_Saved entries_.
=====
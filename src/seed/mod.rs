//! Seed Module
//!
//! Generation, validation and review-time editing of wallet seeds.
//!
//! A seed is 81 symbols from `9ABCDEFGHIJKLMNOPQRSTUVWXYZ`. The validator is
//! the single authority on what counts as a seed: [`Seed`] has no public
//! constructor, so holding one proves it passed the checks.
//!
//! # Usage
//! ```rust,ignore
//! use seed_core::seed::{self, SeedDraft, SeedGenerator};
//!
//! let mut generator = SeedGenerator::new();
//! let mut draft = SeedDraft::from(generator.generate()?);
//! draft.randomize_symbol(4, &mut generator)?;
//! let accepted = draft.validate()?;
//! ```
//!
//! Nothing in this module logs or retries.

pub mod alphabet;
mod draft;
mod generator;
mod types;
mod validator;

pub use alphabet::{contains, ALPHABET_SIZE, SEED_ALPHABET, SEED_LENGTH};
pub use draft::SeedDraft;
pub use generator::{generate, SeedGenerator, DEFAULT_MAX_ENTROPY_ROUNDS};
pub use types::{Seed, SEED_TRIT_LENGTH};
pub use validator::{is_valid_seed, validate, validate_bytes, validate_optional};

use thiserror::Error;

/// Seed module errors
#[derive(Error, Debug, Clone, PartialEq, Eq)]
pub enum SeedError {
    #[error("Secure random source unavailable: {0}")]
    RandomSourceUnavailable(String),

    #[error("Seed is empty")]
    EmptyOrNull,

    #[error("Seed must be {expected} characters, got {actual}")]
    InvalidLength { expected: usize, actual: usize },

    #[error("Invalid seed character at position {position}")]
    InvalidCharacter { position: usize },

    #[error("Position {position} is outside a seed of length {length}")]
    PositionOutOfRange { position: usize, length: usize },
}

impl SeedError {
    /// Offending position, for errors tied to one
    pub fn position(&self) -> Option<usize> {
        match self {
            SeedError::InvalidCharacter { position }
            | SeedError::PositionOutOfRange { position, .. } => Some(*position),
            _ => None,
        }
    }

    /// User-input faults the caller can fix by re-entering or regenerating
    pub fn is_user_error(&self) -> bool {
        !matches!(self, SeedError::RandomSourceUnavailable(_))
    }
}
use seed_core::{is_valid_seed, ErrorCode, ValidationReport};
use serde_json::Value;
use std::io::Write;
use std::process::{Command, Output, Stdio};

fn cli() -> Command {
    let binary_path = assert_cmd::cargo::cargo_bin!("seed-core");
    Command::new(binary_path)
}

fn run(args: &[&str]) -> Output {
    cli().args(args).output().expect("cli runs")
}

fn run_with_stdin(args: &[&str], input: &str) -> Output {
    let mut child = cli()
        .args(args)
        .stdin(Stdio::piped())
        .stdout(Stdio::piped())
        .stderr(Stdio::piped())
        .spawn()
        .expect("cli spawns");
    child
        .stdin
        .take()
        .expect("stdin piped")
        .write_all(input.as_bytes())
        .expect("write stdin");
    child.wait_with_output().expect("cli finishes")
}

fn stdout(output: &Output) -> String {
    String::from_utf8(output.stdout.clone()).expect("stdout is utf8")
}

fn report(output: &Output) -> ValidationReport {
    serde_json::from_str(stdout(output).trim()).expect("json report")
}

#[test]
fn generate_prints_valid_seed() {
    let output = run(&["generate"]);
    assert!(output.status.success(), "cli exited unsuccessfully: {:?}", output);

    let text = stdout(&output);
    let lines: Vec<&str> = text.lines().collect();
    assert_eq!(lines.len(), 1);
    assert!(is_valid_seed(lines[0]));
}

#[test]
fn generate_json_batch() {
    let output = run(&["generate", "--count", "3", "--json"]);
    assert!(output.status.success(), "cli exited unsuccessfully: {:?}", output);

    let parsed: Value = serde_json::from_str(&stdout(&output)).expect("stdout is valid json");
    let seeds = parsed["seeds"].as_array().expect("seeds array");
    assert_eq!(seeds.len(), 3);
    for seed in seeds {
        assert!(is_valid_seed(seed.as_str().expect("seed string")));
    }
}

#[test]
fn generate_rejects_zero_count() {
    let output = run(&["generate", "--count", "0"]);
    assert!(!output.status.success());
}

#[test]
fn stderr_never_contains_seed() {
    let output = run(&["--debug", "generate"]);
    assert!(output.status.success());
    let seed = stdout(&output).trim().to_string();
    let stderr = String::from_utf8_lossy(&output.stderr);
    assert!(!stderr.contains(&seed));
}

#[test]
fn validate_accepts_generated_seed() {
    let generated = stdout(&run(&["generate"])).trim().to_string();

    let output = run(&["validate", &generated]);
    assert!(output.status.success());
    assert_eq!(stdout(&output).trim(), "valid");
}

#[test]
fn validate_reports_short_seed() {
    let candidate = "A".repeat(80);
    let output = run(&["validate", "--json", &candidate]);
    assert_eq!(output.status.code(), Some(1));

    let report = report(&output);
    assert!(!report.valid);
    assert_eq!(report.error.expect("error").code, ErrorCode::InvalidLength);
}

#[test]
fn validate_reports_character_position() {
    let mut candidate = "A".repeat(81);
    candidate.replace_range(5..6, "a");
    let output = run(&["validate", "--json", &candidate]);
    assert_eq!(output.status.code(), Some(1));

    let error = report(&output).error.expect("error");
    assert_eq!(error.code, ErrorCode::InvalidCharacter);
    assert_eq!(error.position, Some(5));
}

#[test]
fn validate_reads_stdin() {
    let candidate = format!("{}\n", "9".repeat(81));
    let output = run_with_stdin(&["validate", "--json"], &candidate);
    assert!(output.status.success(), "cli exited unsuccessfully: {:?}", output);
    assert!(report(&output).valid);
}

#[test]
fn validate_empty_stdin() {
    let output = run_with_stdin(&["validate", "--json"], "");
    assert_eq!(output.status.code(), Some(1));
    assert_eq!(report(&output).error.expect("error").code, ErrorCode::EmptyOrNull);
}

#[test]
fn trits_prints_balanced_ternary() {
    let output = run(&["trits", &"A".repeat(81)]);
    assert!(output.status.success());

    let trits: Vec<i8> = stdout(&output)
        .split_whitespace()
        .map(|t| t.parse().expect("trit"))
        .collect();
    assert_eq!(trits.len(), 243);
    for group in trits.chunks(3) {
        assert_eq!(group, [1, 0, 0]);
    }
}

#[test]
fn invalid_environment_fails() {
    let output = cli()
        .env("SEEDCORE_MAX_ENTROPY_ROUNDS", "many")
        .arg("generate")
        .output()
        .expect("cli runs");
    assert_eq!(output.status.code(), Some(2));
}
=====
_Aim of the exercise_. Every line above should be transcribed exactly.

_Your response_.
filename src/seed/mod.rs
//! Seed Module
//!
//! Generation, validation and review-time editing of wallet seeds.
//!
//! A seed is 81 symbols from `9ABCDEFGHIJKLMNOPQRSTUVWXYZ`. The validator is
//! the single authority on what counts as a seed: [`Seed`] has no public
//! constructor, so holding one proves it passed the checks.
//!
//! # Usage
//! ```rust,ignore
//! use seed_core::seed::{self, SeedDraft, SeedGenerator};
//!
//! let mut generator = SeedGenerator::new();
//! let mut draft = SeedDraft::from(generator.generate()?);
//! draft.randomize_symbol(4, &mut generator)?;
//! let accepted = draft.validate()?;
//! ```
//!
//! Nothing in this module logs or retries.

pub mod alphabet;
mod draft;
mod generator;
mod types;
mod validator;

pub use alphabet::{contains, ALPHABET_SIZE, SEED_ALPHABET, SEED_LENGTH};
pub use draft::SeedDraft;
pub use generator::{generate, SeedGenerator, DEFAULT_MAX_ENTROPY_ROUNDS};
pub use types::{Seed, SEED_TRIT_LENGTH};
pub use validator::{is_valid_seed, validate, validate_bytes, validate_optional};

use thiserror::Error;

/// Seed module errors
#[derive(Error, Debug, Clone, PartialEq, Eq)]
pub enum SeedError {
    #[error("Secure random source unavailable: {0}")]
    RandomSourceUnavailable(String),

    #[error("Seed is empty")]
    EmptyOrNull,

    #[error("Seed must be {expected} characters, got {actual}")]
    InvalidLength { expected: usize, actual: usize },

    #[error("Invalid seed character at position {position}")]
    InvalidCharacter { position: usize },

    #[error("Position {position} is outside a seed of length {length}")]
    PositionOutOfRange { position: usize, length: usize },
}

impl SeedError {
    /// Offending position, for errors tied to one
    pub fn position(&self) -> Option<usize> {
        match self {
            SeedError::InvalidCharacter { position }
            | SeedError::PositionOutOfRange { position, .. } => Some(*position),
            _ => None,
        }
    }

    /// User-input faults the caller can fix by re-entering or regenerating
    pub fn is_user_error(&self) -> bool {
        !matches!(self, SeedError::RandomSourceUnavailable(_))
    }
}
use seed_core::{is_valid_seed, ErrorCode, ValidationReport};
use serde_json::Value;
use std::io::Write;
use std::process::{Command, Output, Stdio};

fn cli() -> Command {
    let binary_path = assert_cmd::cargo::cargo_bin!("seed-core");
    Command::new(binary_path)
}

fn run(args: &[&str]) -> Output {
    cli().args(args).output().expect("cli runs")
}

fn run_with_stdin(args: &[&str], input: &str) -> Output {
    let mut child = cli()
        .args(args)
        .stdin(Stdio::piped())
        .stdout(Stdio::piped())
        .stderr(Stdio::piped())
        .spawn()
        .expect("cli spawns");
    child
        .stdin
        .take()
        .expect("stdin piped")
        .write_all(input.as_bytes())
        .expect("write stdin");
    child.wait_with_output().expect("cli finishes")
}

fn stdout(output: &Output) -> String {
    String::from_utf8(output.stdout.clone()).expect("stdout is utf8")
}

fn report(output: &Output) -> ValidationReport {
    serde_json::from_str(stdout(output).trim()).expect("json report")
}

#[test]
fn generate_prints_valid_seed() {
    let output = run(&["generate"]);
    assert!(output.status.success(), "cli exited unsuccessfully: {:?}", output);

    let text = stdout(&output);
    let lines: Vec<&str> = text.lines().collect();
    assert_eq!(lines.len(), 1);
    assert!(is_valid_seed(lines[0]));
}

#[test]
fn generate_json_batch() {
    let output = run(&["generate", "--count", "3", "--json"]);
    assert!(output.status.success(), "cli exited unsuccessfully: {:?}", output);

    let parsed: Value = serde_json::from_str(&stdout(&output)).expect("stdout is valid json");
    let seeds = parsed["seeds"].as_array().expect("seeds array");
    assert_eq!(seeds.len(), 3);
    for seed in seeds {
        assert!(is_valid_seed(seed.as_str().expect("seed string")));
    }
}

#[test]
fn generate_rejects_zero_count() {
    let output = run(&["generate", "--count", "0"]);
    assert!(!output.status.success());
}

#[test]
fn stderr_never_contains_seed() {
    let output = run(&["--debug", "generate"]);
    assert!(output.status.success());
    let seed = stdout(&output).trim().to_string();
    let stderr = String::from_utf8_lossy(&output.stderr);
    assert!(!stderr.contains(&seed));
}

#[test]
fn validate_accepts_generated_seed() {
    let generated = stdout(&run(&["generate"])).trim().to_string();

    let output = run(&["validate", &generated]);
    assert!(output.status.success());
    assert_eq!(stdout(&output).trim(), "valid");
}

#[test]
fn validate_reports_short_seed() {
    let candidate = "A".repeat(80);
    let output = run(&["validate", "--json", &candidate]);
    assert_eq!(output.status.code(), Some(1));

    let report = report(&output);
    assert!(!report.valid);
    assert_eq!(report.error.expect("error").code, ErrorCode::InvalidLength);
}

#[test]
fn validate_reports_character_position() {
    let mut candidate = "A".repeat(81);
    candidate.replace_range(5..6, "a");
    let output = run(&["validate", "--json", &candidate]);
    assert_eq!(output.status.code(), Some(1));

    let error = report(&output).error.expect("error");
    assert_eq!(error.code, ErrorCode::InvalidCharacter);
    assert_eq!(error.position, Some(5));
}

#[test]
fn validate_reads_stdin() {
    let candidate = format!("{}\n", "9".repeat(81));
    let output = run_with_stdin(&["validate", "--json"], &candidate);
    assert!(output.status.success(), "cli exited unsuccessfully: {:?}", output);
    assert!(report(&output).valid);
}

#[test]
fn validate_empty_stdin() {
    let output = run_with_stdin(&["validate", "--json"], "");
    assert_eq!(output.status.code(), Some(1));
    assert_eq!(report(&output).error.expect("error").code, ErrorCode::EmptyOrNull);
}

#[test]
fn trits_prints_balanced_ternary() {
    let output = run(&["trits", &"A".repeat(81)]);
    assert!(output.status.success());

    let trits: Vec<i8> = stdout(&output)
        .split_whitespace()
        .map(|t| t.parse().expect("trit"))
        .collect();
    assert_eq!(trits.len(), 243);
    for group in trits.chunks(3) {
        assert_eq!(group, [1, 0, 0]);
    }
}

#[test]
fn invalid_environment_fails() {
    let output = cli()
        .env("SEEDCORE_MAX_ENTROPY_ROUNDS", "many")
        .arg("generate")
        .output()
        .expect("cli runs");
    assert_eq!(output.status.code(), Some(2));
}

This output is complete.